Worum es geht: Das BMLUK zieht eine klare Linie bei der Belastung von Abfallentsorgern und Haushalten. Bis 2030, dem Zieljahr der laufenden Handelsperiode, lehnt Österreich die Einbeziehung der Abfallverbrennung in das EU-Emissionshandelssystem strikt ab. Seit Ende 2025 vertritt Wien diese Position offiziell auf europäischer Ebene. Für 2031 bis 2040 ist die interne Positionsfindung laut Totschnig noch nicht abgeschlossen.
- Fernwärme: Wesentlich für die Versorgungssicherheit.
- Stromerzeugung: Geringe Bedeutung.
- Daseinsvorsorge: Zentraler Stabilitätsanker.

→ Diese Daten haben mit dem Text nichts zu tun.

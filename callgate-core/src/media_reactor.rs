//! Media Reactor (C4) — parses inbound WebSocket frames, feeds audio into
//! the recognizer, emits the greeting, and handles barge-in.

use std::sync::atomic::Ordering;
use std::sync::Arc;

use base64::engine::general_purpose::STANDARD as BASE64;
use base64::Engine;

use crate::collaborators::DtmfHandler;
use crate::config::GatewayConfig;
use crate::event::{trimmed_char_count, SpeechEvent};
use crate::frames::InboundFrame;
use crate::recognition_worker::RecognitionWorkerHandle;
use crate::session::SessionState;
use crate::turn_pipeline::TurnPipeline;

/// Owns frame parsing and barge-in control for one session.
pub struct MediaReactor {
    session: Arc<SessionState>,
    recognizer: Arc<RecognitionWorkerHandle>,
    turn_pipeline: Arc<TurnPipeline>,
    dtmf: Option<Arc<dyn DtmfHandler>>,
    config: GatewayConfig,
}

impl MediaReactor {
    #[must_use]
    pub fn new(
        session: Arc<SessionState>,
        recognizer: Arc<RecognitionWorkerHandle>,
        turn_pipeline: Arc<TurnPipeline>,
        dtmf: Option<Arc<dyn DtmfHandler>>,
        config: GatewayConfig,
    ) -> Self {
        Self {
            session,
            recognizer,
            turn_pipeline,
            dtmf,
            config,
        }
    }

    /// Parse one inbound text frame and dispatch it. Malformed JSON or an
    /// unrecognized `kind` is logged and dropped (§7 kind 1).
    pub async fn handle_frame(self: &Arc<Self>, raw: &str) {
        let frame: InboundFrame = match serde_json::from_str(raw) {
            Ok(frame) => frame,
            Err(e) => {
                tracing::debug!(error = %e, "dropping malformed inbound frame");
                return;
            }
        };

        match frame {
            InboundFrame::AudioMetadata { .. } => self.handle_audio_metadata().await,
            InboundFrame::AudioData { audio_data } => {
                if audio_data.silent {
                    return;
                }
                self.spawn_audio_ingest(audio_data.data).await;
            }
            InboundFrame::DtmfData { dtmf_data } => {
                tracing::info!(digit = %dtmf_data.data, "DTMF tone received");
                if let Some(handler) = &self.dtmf {
                    handler.on_dtmf(&self.session.call_connection_id, &dtmf_data.data);
                }
            }
        }
    }

    async fn handle_audio_metadata(self: &Arc<Self>) {
        if self
            .session
            .flags
            .greeting_played
            .swap(true, Ordering::AcqRel)
        {
            tracing::debug!("ignoring repeated AudioMetadata frame");
            return;
        }

        if let Err(e) = self.recognizer.start(self.callbacks()).await {
            tracing::warn!(error = %e, "failed to start recognizer on AudioMetadata");
        }

        if !self.session.greeting_text.is_empty() {
            let event = SpeechEvent::greeting(self.session.greeting_text.clone());
            self.session.speech_queue.push(event);
        }
    }

    /// Build the callback set the recognition worker fires on its dedicated
    /// thread. Captures just enough to schedule barge-in / enqueue events
    /// without the callback itself ever blocking.
    fn callbacks(self: &Arc<Self>) -> Arc<dyn crate::collaborators::RecognitionCallbacks> {
        Arc::new(ReactorCallbacks {
            runtime: tokio::runtime::Handle::current(),
            reactor: self.clone(),
            partial_threshold: self.config.barge_in_partial_threshold,
            final_min_length: self.config.final_min_length,
        })
    }

    async fn spawn_audio_ingest(&self, base64_payload: String) {
        let recognizer = self.recognizer.clone();
        let ingest_tasks = &self.session.ingest_tasks;
        let timeout = self.config.audio_write_timeout;

        let bytes = match BASE64.decode(base64_payload.as_bytes()) {
            Ok(bytes) => bytes,
            Err(e) => {
                tracing::debug!(error = %e, "dropping AudioData frame with invalid base64");
                return;
            }
        };

        let id = ingest_tasks.insert();
        let session = self.session.clone();

        tokio::spawn(async move {
            if let Err(e) = recognizer.write_bytes(bytes, timeout).await {
                tracing::warn!(error = %e, "audio ingest task failed");
            }
            session.ingest_tasks.remove(id);
        });
    }

    /// The interruption entry point (§4.4). Coalesces re-entrant calls
    /// within the debounce window.
    pub async fn handle_barge_in(self: &Arc<Self>) {
        if self
            .session
            .flags
            .barge_in_active
            .swap(true, Ordering::AcqRel)
        {
            return; // already handling a barge-in; coalesce
        }

        self.turn_pipeline.cancel_current().await;

        if self.session.outbound.state() == crate::session::SinkState::Connected {
            match self.session.outbound.send_stop_audio().await {
                Ok(true) => {}
                Ok(false) => tracing::debug!("skipped StopAudio send; sink not connected"),
                Err(e) => tracing::warn!(error = %e, "failed to send StopAudio frame"),
            }
        }

        let flags = self.session.clone();
        let debounce = self.config.barge_in_debounce;
        tokio::spawn(async move {
            tokio::time::sleep(debounce).await;
            flags.flags.barge_in_active.store(false, Ordering::Release);
        });
    }
}

struct ReactorCallbacks {
    runtime: tokio::runtime::Handle,
    reactor: Arc<MediaReactor>,
    partial_threshold: usize,
    final_min_length: usize,
}

impl crate::collaborators::RecognitionCallbacks for ReactorCallbacks {
    fn on_partial(&self, text: &str, _language: Option<&str>) {
        if trimmed_char_count(text) <= self.partial_threshold {
            return;
        }

        // Fired from the recognizer's dedicated thread: schedule the
        // barge-in onto the async runtime rather than awaiting here.
        let reactor = self.reactor.clone();
        self.runtime.spawn(async move {
            reactor.handle_barge_in().await;
        });
    }

    fn on_final(&self, text: &str, language: Option<&str>) {
        if trimmed_char_count(text) <= self.final_min_length {
            return;
        }
        let event = SpeechEvent::final_result(text, language.map(str::to_string));
        let outcome = self.reactor.session.speech_queue.push(event);
        if outcome.rejected {
            tracing::warn!("speech queue full; dropped final result");
        } else if outcome.dropped > 0 {
            tracing::warn!(dropped = outcome.dropped, "speech queue overflow; dropped oldest events");
        }
    }

    fn on_error(&self, message: &str) {
        let event = SpeechEvent::error(message);
        self.reactor.session.speech_queue.push(event);
    }
}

- Importabhängigkeit: Reduktion durch regionale Reststoffe.
Ausweichbewegungen in Richtung ‚alternativer‘ Entsorgungswege, die letztlich klimaschädlicher sind, sind aus Sicht des BMLUK jedenfalls zu vermeiden.
Norbert Totschnig,
Widerspruch: Totschnig warnt vor einem Rückfall in veraltete Entsorgungsmuster. Würde die Verbrennung durch CO2-Zertifikate massiv verteuert, droht die Renaissance der Deponie. Deponien setzen Methan frei, das ein rund 80-fach höheres Erwärmungspotenzial als CO2 hat. Eine einseitige Belastung der thermischen Verwertung würde die umweltfreundlichste Form der Restabfallbehandlung finanziell bestrafen.

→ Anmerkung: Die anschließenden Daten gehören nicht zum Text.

//! Engine error types.

/// Errors that can occur in the per-call media lifecycle engine.
#[derive(Debug, thiserror::Error)]
pub enum EngineError {
    /// The ASR audio sink could not be created.
    #[error("failed to create ASR audio sink: {0}")]
    RecognizerInit(String),

    /// The recognition worker thread could not be spawned.
    #[error("failed to spawn recognition worker thread: {0}")]
    RecognitionThreadSpawn(String),

    /// The recognition worker thread died (channel disconnected).
    #[error("recognition worker thread is no longer running")]
    RecognitionThreadDied,

    /// The outbound sink never reached a connected state.
    #[error("outbound sink failed to connect")]
    SinkNotConnected,

    /// The session is already started.
    #[error("session is already started")]
    AlreadyStarted,

    /// The orchestrator returned an error.
    #[error("orchestrator failed: {0}")]
    Orchestrator(#[source] anyhow::Error),

    /// The TTS playback helper returned an error.
    #[error("tts playback failed: {0}")]
    Playback(#[source] anyhow::Error),

    /// Serialization/deserialization of a wire frame failed.
    #[error("invalid frame: {0}")]
    InvalidFrame(#[from] serde_json::Error),

    /// Base64 payload could not be decoded.
    #[error("invalid base64 payload: {0}")]
    InvalidBase64(#[from] base64::DecodeError),

    /// Session registration failed (duplicate call connection id).
    #[error(transparent)]
    Registry(#[from] RegistryError),
}

/// Errors returned by [`crate::registry::SessionRegistry`] operations.
#[derive(Debug, thiserror::Error)]
pub enum RegistryError {
    /// No session is registered under the given call connection id.
    #[error("no session registered for call connection id {0}")]
    NotFound(String),

    /// A session is already registered under the given call connection id.
    #[error("a session is already registered for call connection id {0}")]
    AlreadyRegistered(String),
}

Zwischen den Zeilen: Die Kommission hat am 17. Juli 2026 vorgeschlagen, Müllverbrennung und Mitverbrennung nicht gefährlicher Abfälle ab 2031 ins ETS zu holen, mit schrittweiser Abgabepflicht und einem möglichen nationalen Opt-out bis 2035. Totschnigs Nein gilt nur bis 2030. Die nächste Periode bleibt offen, weil die Abstimmung mit den Bundesländern noch läuft. Der Konsumentenschutz ist damit befristet.
Unterm Strich: Das Ministerium verkauft das Nein bis 2030 als Schutz der Fernwärmekunden. Das Zögern ab 2031 zeigt: Die nächste Kostenwelle ist nur aufgeschoben. Müll verbrennen bleibt vorerst billiger als vergraben. Langfristige Preisstabilität bleibt ein Versprechen auf Abruf.
Wien bremst die EU-Zertifikate auf den Müll und schiebt die nächste Fernwärmerechnung hinter 2030.